NOTE: seeing this on production as well as staging
Steps to Reproduce:
1. Log in to SUMO and load https://support-stage.mozilla.org/en-US/kb/Creating+articles
2. Type something in the "Quick edit an article" textfield and click "Edit"
3. When the page loads (something like https://support-stage.mozilla.org/tiki-editpage.php?page=Hotdogs), type some stuff into the "Edit:" field and the "Edit Summary:" field
4. Click "Save"
The article is created
Page Load Error: connect reset
Created attachment 364404 [details]
I upgraded all four back end servers to RHEL 5.3 (because it hadn't been done yet, and just to eliminate unapplied security updates from being an issue) and rebooted them. Didn't seem to help any. There's no unusual load on the databases, nor on the back end machines. The Connection Reset error seems to imply that it could be a netscaler issue, since the browser is actually talking to the netscaler.
Note that this is reproducible on both stage and production, and started happening in production BEFORE last night's code push, so the code push is not responsible for this.
There's been bugs on other sites having issues with the netscaler doing this to them that were fixed by tweaks to the netscaler config, (seach fixed mozilla.org bugs for "conn reset") but I don't know what was done or if it's still relevant (it's been a while).
Both stage and production do go through the netscaler, also.
Are you certain this problem is also occurring in production? If so, could you provide a sample case or, at least, a timestamp for a recent incident?
I believe I've identified the source of the problem for the staging site, but it's not relevant to production.
mrapp-stage02 appears to have an inappropriate ethernet bonding configuration. It's missing necessary options in /etc/modprobe.conf, which is causing it to revert to the default round-robin balancing of traffic between eth0 and eth1. This is confusing the forwarding tables on core1 and core2, creating packet loss for this host. The packet loss is significant enough that it is causing the NetScaler to fail health checks on a regular basis.

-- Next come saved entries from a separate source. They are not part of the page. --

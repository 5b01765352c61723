//! Write command handler

use anyhow::Result;

use ansifence::document::Node;
use ansifence::theme::current_theme;
use ansifence::{Config, Document};

use super::open_session;

/// Replace (or extend) the document with a plain text run.
pub fn handle(text: &str, append: bool) -> Result<()> {
    let config = Config::load()?;
    let (session, mut editor) = open_session(&config)?;

    let document = match editor.document() {
        Some(current) if append => {
            let mut nodes = current.nodes().to_vec();
            nodes.push(Node::text(text));
            Document::from_nodes(nodes)
        }
        _ => Document::new(text),
    };
    let len = document.char_len();
    editor.attach(document);
    session.save(&editor)?;

    println!(
        "{}",
        current_theme().primary_text(&format!("Document has {} characters.", len))
    );
    Ok(())
}
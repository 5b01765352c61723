//! Configuration I/O operations

use anyhow::{Context, Result};
use std::fs;
use std::path::PathBuf;
use tracing::debug;

use super::types::Config;

/// Get the config file path (~/.config/ansifence/config.toml)
pub fn config_path() -> Result<PathBuf> {
    let config_dir = config_dir()?;
    Ok(config_dir.join("config.toml"))
}

/// Get the config directory path (~/.config/ansifence)
fn config_dir() -> Result<PathBuf> {
    let home = dirs::home_dir().context("Could not determine home directory")?;
    Ok(home.join(".config").join("ansifence"))
}

/// Load configuration from file, or return defaults if not found
pub fn load() -> Result<Config> {
    let config_path = config_path()?;

    if config_path.exists() {
        let contents = fs::read_to_string(&config_path)
            .with_context(|| format!("Failed to read config file: {:?}", config_path))?;
        let config: Config = toml::from_str(&contents)
            .with_context(|| format!("Failed to parse config file: {:?}", config_path))?;
        debug!(path = ?config_path, "loaded config");
        Ok(config)
    } else {
        Ok(Config::default())
    }
}
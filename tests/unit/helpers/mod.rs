//! Test helper utilities

#![allow(dead_code)]

use ansifence::{Background, Foreground, StyleSpan};

/// The escape control character, for building expected strings.
pub const ESC: &str = "\x1b";

/// `ESC[<params>m`
pub fn sgr(params: &str) -> String {
    format!("{}[{}m", ESC, params)
}

/// Wrap an expected body in the export fences.
pub fn fenced(body: &str) -> String {
    format!("```ansi\n{}\n```", body)
}

/// A span colored with a palette text color.
pub fn fg_span(fg: Foreground, text: &str) -> StyleSpan {
    StyleSpan::new(text).with_foreground(fg.color())
}

/// A span colored with a palette background color.
pub fn bg_span(bg: Background, text: &str) -> StyleSpan {
    StyleSpan::new(text).with_background(bg.color())
}
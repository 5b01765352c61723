//! The editing surface: one owned document plus the user's selection and
//! chosen palette entries.
//!
//! Every operation is a single user action that runs to completion. Actions
//! that need a selection or a document quietly do nothing when either is
//! missing.

use serde::{Deserialize, Serialize};
use tracing::{debug, info};

use crate::document::{Document, Range, StylePatch, PLACEHOLDER};
use crate::export::{self, ExportString};
use crate::palette::{Background, Foreground};

/// What happens to the document after an export.
#[derive(Debug, Clone, Copy, PartialEq, Eq, Default)]
pub enum ExportMode {
    /// Replace the document with the placeholder (the classic behavior:
    /// every export finalizes a message).
    #[default]
    Reset,
    /// Leave the document as it is.
    Preserve,
}

/// Editor state. Serializable so a session can survive between runs.
#[derive(Debug, Clone, PartialEq, Eq, Serialize, Deserialize)]
pub struct Editor {
    #[serde(default)]
    document: Option<Document>,
    #[serde(default)]
    selection: Option<Range>,
    #[serde(default)]
    text_color: Foreground,
    #[serde(default)]
    background_color: Background,
    #[serde(default = "default_placeholder")]
    placeholder: String,
}

fn default_placeholder() -> String {
    PLACEHOLDER.to_string()
}

impl Default for Editor {
    fn default() -> Self {
        Self::new()
    }
}

impl Editor {
    /// An editor showing the placeholder text.
    pub fn new() -> Self {
        Self::with_placeholder(PLACEHOLDER)
    }

    /// An editor whose fresh and reset content is `placeholder`.
    pub fn with_placeholder(placeholder: &str) -> Self {
        Self {
            document: Some(Document::new(placeholder)),
            selection: None,
            text_color: Foreground::default(),
            background_color: Background::default(),
            placeholder: placeholder.to_string(),
        }
    }

    /// An editor with no document attached.
    pub fn detached() -> Self {
        Self {
            document: None,
            ..Self::new()
        }
    }

    pub fn document(&self) -> Option<&Document> {
        self.document.as_ref()
    }

    pub fn attach(&mut self, document: Document) {
        self.document = Some(document);
        self.selection = None;
    }

    pub fn detach(&mut self) -> Option<Document> {
        self.selection = None;
        self.document.take()
    }

    pub fn placeholder(&self) -> &str {
        &self.placeholder
    }

    pub fn text_color(&self) -> Foreground {
        self.text_color
    }

    pub fn set_text_color(&mut self, color: Foreground) {
        self.text_color = color;
    }

    pub fn background_color(&self) -> Background {
        self.background_color
    }

    pub fn set_background_color(&mut self, color: Background) {
        self.background_color = color;
    }

    /// Store a selection. It is validated when read, not here.
    pub fn select(&mut self, range: Range) {
        self.selection = Some(range);
    }

    pub fn clear_selection(&mut self) {
        self.selection = None;
    }

    /// The selection, if it is non-empty and inside the attached document.
    pub fn current_selection(&self) -> Option<Range> {
        let range = self.selection?;
        let doc = self.document.as_ref()?;
        doc.contains(range).then_some(range)
    }

    /// Color the selection with the chosen text color.
    pub fn apply_text_color(&mut self) -> bool {
        self.apply(StylePatch::foreground(self.text_color.color()))
    }

    /// Color the selection's background with the chosen background color.
    pub fn apply_background_color(&mut self) -> bool {
        self.apply(StylePatch::background(self.background_color.color()))
    }

    pub fn apply_bold(&mut self) -> bool {
        self.apply(StylePatch::bold())
    }

    pub fn apply_underline(&mut self) -> bool {
        self.apply(StylePatch::underline())
    }

    /// Wrap the current selection with `patch` and drop the selection.
    pub fn apply(&mut self, patch: StylePatch) -> bool {
        let Some(range) = self.current_selection() else {
            debug!("no usable selection, style not applied");
            return false;
        };
        let Some(doc) = self.document.as_mut() else {
            return false;
        };
        let applied = doc.wrap_range(range, patch);
        if applied {
            self.selection = None;
        }
        applied
    }

    /// Replace the document with the placeholder text.
    pub fn reset_document(&mut self) {
        if let Some(doc) = self.document.as_mut() {
            doc.reset_to(&self.placeholder);
            self.selection = None;
        }
    }

    /// Export the document, then reset it to the placeholder.
    pub fn export_current_document(&mut self) -> Option<ExportString> {
        self.export_with(ExportMode::Reset)
    }

    /// Export the document, resetting it afterwards depending on `mode`.
    pub fn export_with(&mut self, mode: ExportMode) -> Option<ExportString> {
        let exported = export::serialize(self.document.as_ref()?);
        if mode == ExportMode::Reset {
            self.reset_document();
        }
        info!(bytes = exported.as_str().len(), ?mode, "exported document");
        Some(exported)
    }
}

I believe fixing the configuration for bond0 should resolve our issues for support-stage. I'm waiting to hear if we can reproduce on production. The production VIP uses different backend servers, all of which appear to be properly configured.

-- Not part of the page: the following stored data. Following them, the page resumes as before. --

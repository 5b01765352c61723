//! Fixed color palettes and their ANSI escape codes.
//!
//! The chat renderer understands exactly eight foreground and eight
//! background colors. Both tables are static: lookups never insert, and a
//! color outside a table is handled by the per-channel fallback policy:
//!
//! - foreground: unknown colors render with the white foreground code
//! - background: unknown colors emit no background code at all

use std::fmt;
use std::str::FromStr;

use serde::{Deserialize, Deserializer, Serialize, Serializer};

/// The escape control character.
pub const ESC: char = '\x1b';

/// A single SGR escape sequence, stored as its parameter list (`2;31`).
#[derive(Debug, Clone, Copy, PartialEq, Eq, Hash)]
pub struct EscapeCode(&'static str);

impl EscapeCode {
    /// Bold on.
    pub const BOLD_ON: EscapeCode = EscapeCode("1");
    /// Normal intensity, cancels bold only.
    pub const BOLD_OFF: EscapeCode = EscapeCode("22");
    /// Underline on.
    pub const UNDERLINE_ON: EscapeCode = EscapeCode("4");
    /// Underline off.
    pub const UNDERLINE_OFF: EscapeCode = EscapeCode("24");
    /// Full reset of every attribute.
    pub const RESET: EscapeCode = EscapeCode("0");

    /// The SGR parameters without the `ESC[` prefix and `m` suffix.
    pub fn params(&self) -> &'static str {
        self.0
    }

    /// Append the full escape sequence to `out`.
    pub fn write_to(&self, out: &mut String) {
        out.push(ESC);
        out.push('[');
        out.push_str(self.0);
        out.push('m');
    }
}

impl fmt::Display for EscapeCode {
    fn fmt(&self, f: &mut fmt::Formatter<'_>) -> fmt::Result {
        write!(f, "{}[{}m", ESC, self.0)
    }
}

/// A canonical 24-bit color value.
///
/// Identity is the RGB value: `#FF0000`, `ff0000` and `#f00` are the same
/// color. Serialized as lowercase `#rrggbb`.
#[derive(Debug, Clone, Copy, PartialEq, Eq, Hash)]
pub struct Color(u32);

impl Color {
    /// Build a color from its channels.
    pub const fn rgb(r: u8, g: u8, b: u8) -> Self {
        Self(((r as u32) << 16) | ((g as u32) << 8) | b as u32)
    }

    /// Red, green and blue channels.
    pub fn channels(&self) -> (u8, u8, u8) {
        ((self.0 >> 16) as u8, (self.0 >> 8) as u8, self.0 as u8)
    }

    /// Lowercase `#rrggbb` form.
    pub fn hex(&self) -> String {
        format!("#{:06x}", self.0)
    }
}

impl fmt::Display for Color {
    fn fmt(&self, f: &mut fmt::Formatter<'_>) -> fmt::Result {
        write!(f, "#{:06x}", self.0)
    }
}

/// Errors from parsing a color or palette entry.
#[derive(Debug, Clone, PartialEq, Eq, thiserror::Error)]
pub enum ColorParseError {
    #[error("Invalid color '{0}': expected #rrggbb or #rgb")]
    Malformed(String),

    #[error("Unknown text color '{0}'. Run 'ansifence palette' to see the choices.")]
    UnknownForeground(String),

    #[error("Unknown background color '{0}'. Run 'ansifence palette' to see the choices.")]
    UnknownBackground(String),
}

impl FromStr for Color {
    type Err = ColorParseError;

    fn from_str(s: &str) -> Result<Self, Self::Err> {
        let trimmed = s.trim();
        let digits = trimmed.strip_prefix('#').unwrap_or(trimmed);
        let malformed = || ColorParseError::Malformed(s.to_string());

        if !digits.chars().all(|c| c.is_ascii_hexdigit()) {
            return Err(malformed());
        }

        let expanded = match digits.len() {
            6 => digits.to_string(),
            3 => digits.chars().flat_map(|c| [c, c]).collect(),
            _ => return Err(malformed()),
        };

        u32::from_str_radix(&expanded, 16)
            .map(Color)
            .map_err(|_| malformed())
    }
}

impl Serialize for Color {
    fn serialize<S: Serializer>(&self, serializer: S) -> Result<S::Ok, S::Error> {
        serializer.serialize_str(&self.hex())
    }
}

impl<'de> Deserialize<'de> for Color {
    fn deserialize<D: Deserializer<'de>>(deserializer: D) -> Result<Self, D::Error> {
        let s = String::deserialize(deserializer)?;
        s.parse().map_err(serde::de::Error::custom)
    }
}

/// Text colors the renderer supports.
#[derive(Debug, Clone, Copy, PartialEq, Eq, Hash)]
pub enum Foreground {
    Gray,
    Red,
    Green,
    Yellow,
    Blue,
    Pink,
    Cyan,
    White,
}

impl Foreground {
    /// Palette order, as offered to the user.
    pub const ALL: [Foreground; 8] = [
        Self::Gray,
        Self::Red,
        Self::Green,
        Self::Yellow,
        Self::Blue,
        Self::Pink,
        Self::Cyan,
        Self::White,
    ];

    /// Used for any color the table doesn't know.
    pub const FALLBACK: Foreground = Self::White;

    pub fn name(&self) -> &'static str {
        match self {
            Self::Gray => "gray",
            Self::Red => "red",
            Self::Green => "green",
            Self::Yellow => "yellow",
            Self::Blue => "blue",
            Self::Pink => "pink",
            Self::Cyan => "cyan",
            Self::White => "white",
        }
    }

    pub fn color(&self) -> Color {
        match self {
            Self::Gray => Color::rgb(0x80, 0x80, 0x80),
            Self::Red => Color::rgb(0xff, 0x00, 0x00),
            Self::Green => Color::rgb(0x00, 0x80, 0x00),
            Self::Yellow => Color::rgb(0xff, 0xff, 0x00),
            Self::Blue => Color::rgb(0x00, 0x00, 0xff),
            Self::Pink => Color::rgb(0xff, 0x00, 0xff),
            Self::Cyan => Color::rgb(0x00, 0xff, 0xff),
            Self::White => Color::rgb(0xff, 0xff, 0xff),
        }
    }

    pub fn code(&self) -> EscapeCode {
        match self {
            Self::Gray => EscapeCode("2;30"),
            Self::Red => EscapeCode("2;31"),
            Self::Green => EscapeCode("2;32"),
            Self::Yellow => EscapeCode("2;33"),
            Self::Blue => EscapeCode("2;34"),
            Self::Pink => EscapeCode("2;35"),
            Self::Cyan => EscapeCode("2;36"),
            Self::White => EscapeCode("2;37"),
        }
    }

    /// Reverse lookup by color value.
    pub fn from_color(color: Color) -> Option<Self> {
        Self::ALL.into_iter().find(|fg| fg.color() == color)
    }
}

impl Default for Foreground {
    fn default() -> Self {
        Self::ALL[0]
    }
}

impl fmt::Display for Foreground {
    fn fmt(&self, f: &mut fmt::Formatter<'_>) -> fmt::Result {
        f.write_str(self.name())
    }
}

/// Accepts a palette name (`red`) or a palette color value (`#ff0000`).
impl FromStr for Foreground {
    type Err = ColorParseError;

    fn from_str(s: &str) -> Result<Self, Self::Err> {
        let wanted = s.trim().to_ascii_lowercase();
        if let Some(fg) = Self::ALL.into_iter().find(|fg| fg.name() == wanted) {
            return Ok(fg);
        }
        match wanted.parse::<Color>() {
            Ok(color) => {
                Self::from_color(color).ok_or(ColorParseError::UnknownForeground(s.to_string()))
            }
            Err(_) => Err(ColorParseError::UnknownForeground(s.to_string())),
        }
    }
}

/// Background colors the renderer supports.
#[derive(Debug, Clone, Copy, PartialEq, Eq, Hash)]
pub enum Background {
    FireflyDarkBlue,
    Orange,
    MarbleBlue,
    Turquoise,
    Gray,
    Indigo,
    LightGray,
    White,
}

impl Background {
    /// Palette order, as offered to the user.
    pub const ALL: [Background; 8] = [
        Self::FireflyDarkBlue,
        Self::Orange,
        Self::MarbleBlue,
        Self::Turquoise,
        Self::Gray,
        Self::Indigo,
        Self::LightGray,
        Self::White,
    ];

    pub fn name(&self) -> &'static str {
        match self {
            Self::FireflyDarkBlue => "firefly-dark-blue",
            Self::Orange => "orange",
            Self::MarbleBlue => "marble-blue",
            Self::Turquoise => "turquoise",
            Self::Gray => "gray",
            Self::Indigo => "indigo",
            Self::LightGray => "light-gray",
            Self::White => "white",
        }
    }

    pub fn color(&self) -> Color {
        match self {
            Self::FireflyDarkBlue => Color::rgb(0x0b, 0x3d, 0x91),
            Self::Orange => Color::rgb(0xff, 0x45, 0x00),
            Self::MarbleBlue => Color::rgb(0x1e, 0x90, 0xff),
            Self::Turquoise => Color::rgb(0xaf, 0xee, 0xee),
            Self::Gray => Color::rgb(0x80, 0x80, 0x80),
            Self::Indigo => Color::rgb(0x4b, 0x00, 0x82),
            Self::LightGray => Color::rgb(0xd3, 0xd3, 0xd3),
            Self::White => Color::rgb(0xff, 0xff, 0xff),
        }
    }

    pub fn code(&self) -> EscapeCode {
        match self {
            Self::FireflyDarkBlue => EscapeCode("2;40"),
            Self::Orange => EscapeCode("2;41"),
            Self::MarbleBlue => EscapeCode("2;42"),
            Self::Turquoise => EscapeCode("2;43"),
            Self::Gray => EscapeCode("2;44"),
            Self::Indigo => EscapeCode("2;45"),
            Self::LightGray => EscapeCode("2;46"),
            Self::White => EscapeCode("2;47"),
        }
    }

    /// Reverse lookup by color value.
    pub fn from_color(color: Color) -> Option<Self> {
        Self::ALL.into_iter().find(|bg| bg.color() == color)
    }
}

impl Default for Background {
    fn default() -> Self {
        Self::ALL[0]
    }
}

impl fmt::Display for Background {
    fn fmt(&self, f: &mut fmt::Formatter<'_>) -> fmt::Result {
        f.write_str(self.name())
    }
}

/// Accepts a palette name (`orange`) or a palette color value (`#ff4500`).
impl FromStr for Background {
    type Err = ColorParseError;

    fn from_str(s: &str) -> Result<Self, Self::Err> {
        let wanted = s.trim().to_ascii_lowercase();
        if let Some(bg) = Self::ALL.into_iter().find(|bg| bg.name() == wanted) {
            return Ok(bg);
        }
        match wanted.parse::<Color>() {
            Ok(color) => {
                Self::from_color(color).ok_or(ColorParseError::UnknownBackground(s.to_string()))
            }
            Err(_) => Err(ColorParseError::UnknownBackground(s.to_string())),
        }
    }
}

macro_rules! palette_serde {
    ($ty:ty) => {
        impl Serialize for $ty {
            fn serialize<S: Serializer>(&self, serializer: S) -> Result<S::Ok, S::Error> {
                serializer.serialize_str(self.name())
            }
        }

        impl<'de> Deserialize<'de> for $ty {
            fn deserialize<D: Deserializer<'de>>(deserializer: D) -> Result<Self, D::Error> {
                let s = String::deserialize(deserializer)?;
                s.parse().map_err(serde::de::Error::custom)
            }
        }
    };
}

palette_serde!(Foreground);
palette_serde!(Background);

/// Escape code for a text color. Never fails: unknown colors get white.
pub fn foreground_code(color: Color) -> EscapeCode {
    Foreground::from_color(color)
        .unwrap_or(Foreground::FALLBACK)
        .code()
}

/// Escape code for a background color, or `None` if the color is not in
/// the background table.
pub fn background_code(color: Color) -> Option<EscapeCode> {
    Background::from_color(color).map(|bg| bg.code())
}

Derek, it now seems fine to me on production (knock on wood); testing on staging now, too, it seems fine there.
Have you guys been changing stuff in the interim?
(In reply to comment #6)
> Derek, it now seems fine to me on production (knock on wood); testing on
> staging now, too, it seems fine there.
> Have you guys been changing stuff in the interim?
Seeing it again; I'm going to hold off on claiming it's OK until I haven't seen it for quite a while.

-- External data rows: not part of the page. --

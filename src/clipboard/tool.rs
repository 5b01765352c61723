//! CopyTool trait and related error types.

use super::result::CopyMethod;

/// A tool that can put text on the system clipboard.
///
/// Each implementation wraps a specific OS tool (pbcopy, xclip, etc.)
/// and knows how to invoke it correctly.
pub trait CopyTool: Send + Sync {
    /// The method identifier for this tool.
    fn method(&self) -> CopyMethod;

    /// Human-readable name for error messages.
    fn name(&self) -> &'static str {
        self.method().name()
    }

    /// Check if this tool is available on the system.
    ///
    /// Should be fast - typically checks if the binary exists.
    fn is_available(&self) -> bool;

    /// Try to copy text content to the clipboard.
    fn try_copy_text(&self, text: &str) -> Result<(), CopyToolError>;
}

/// Error from a specific tool operation.
#[derive(Debug, Clone, PartialEq, Eq)]
pub enum CopyToolError {
    /// Tool doesn't support this operation
    NotSupported,
    /// Tool execution failed
    Failed(String),
    /// Tool not found on system
    NotFound,
}
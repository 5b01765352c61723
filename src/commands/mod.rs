//! Command handlers for the ansifence CLI.
//!
//! Each submodule handles a specific CLI command or command group.
//! The main dispatch logic remains in main.rs.

pub mod completions;
pub mod config;
pub mod export;
pub mod palette;
pub mod render;
pub mod reset;
pub mod show;
pub mod style;
pub mod write;

use anyhow::Result;
use tracing::warn;

use ansifence::clipboard::copy_text_to_clipboard;
use ansifence::theme::current_theme;
use ansifence::{Config, Editor, ExportString, Session};

/// The session file named by the config, and the editor stored in it.
pub fn open_session(config: &Config) -> Result<(Session, Editor)> {
    let session = Session::new(config.session_path());
    let editor = session.load_or(|| config.fresh_editor())?;
    Ok((session, editor))
}

/// Hand an export to the clipboard. The export already happened, so a
/// failure is reported and otherwise ignored.
pub fn copy_export(export: &ExportString) {
    let theme = current_theme();
    match copy_text_to_clipboard(export.as_str()) {
        Ok(result) => eprintln!("{}", theme.accent_text(&result.message())),
        Err(e) => {
            warn!(error = %e, "clipboard copy failed");
            eprintln!("{}", theme.error_text(&format!("Clipboard: {}", e)));
        }
    }
}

Seeing it on production or staging? We won't be making the staging fix until tomorrow's maintenance window, so I would expect that the problem is still present there.
Mostly seeing it on staging; it's highly sporadic, though, and to test it I have to create new articles which spams the heck out of our SUMO editors, so I'm not doing it as often as I'd like.
I'll wait until tomorrow's fix to test further on staging.
[root@mrapp-stage02 ~]# cat /proc/net/bonding/bond0
Ethernet Channel Bonding Driver: v3.2.4 (January 28, 2008)
Bonding Mode: fault-tolerance (active-backup)
Primary Slave: None
Currently Active Slave: eth1
MII Status: up
MII Polling Interval (ms): 100
Up Delay (ms): 0
Down Delay (ms): 0
Slave Interface: eth0
MII Status: up
Link Failure Count: 1
Permanent HW addr: 00:13:21:1b:9b:ee
Slave Interface: eth1
MII Status: up
Link Failure Count: 0
Permanent HW addr: 00:13:21:1b:9b:ed
Was the fix applied tonight? Seem to be having better luck tonight WRT timeouts; I wrote a small/simple Selenium script that:
* logs in
* click "Edit" on an article
* logs out
* load a URL to edit an article while logged out, thus forcing login with an edit-page parameter.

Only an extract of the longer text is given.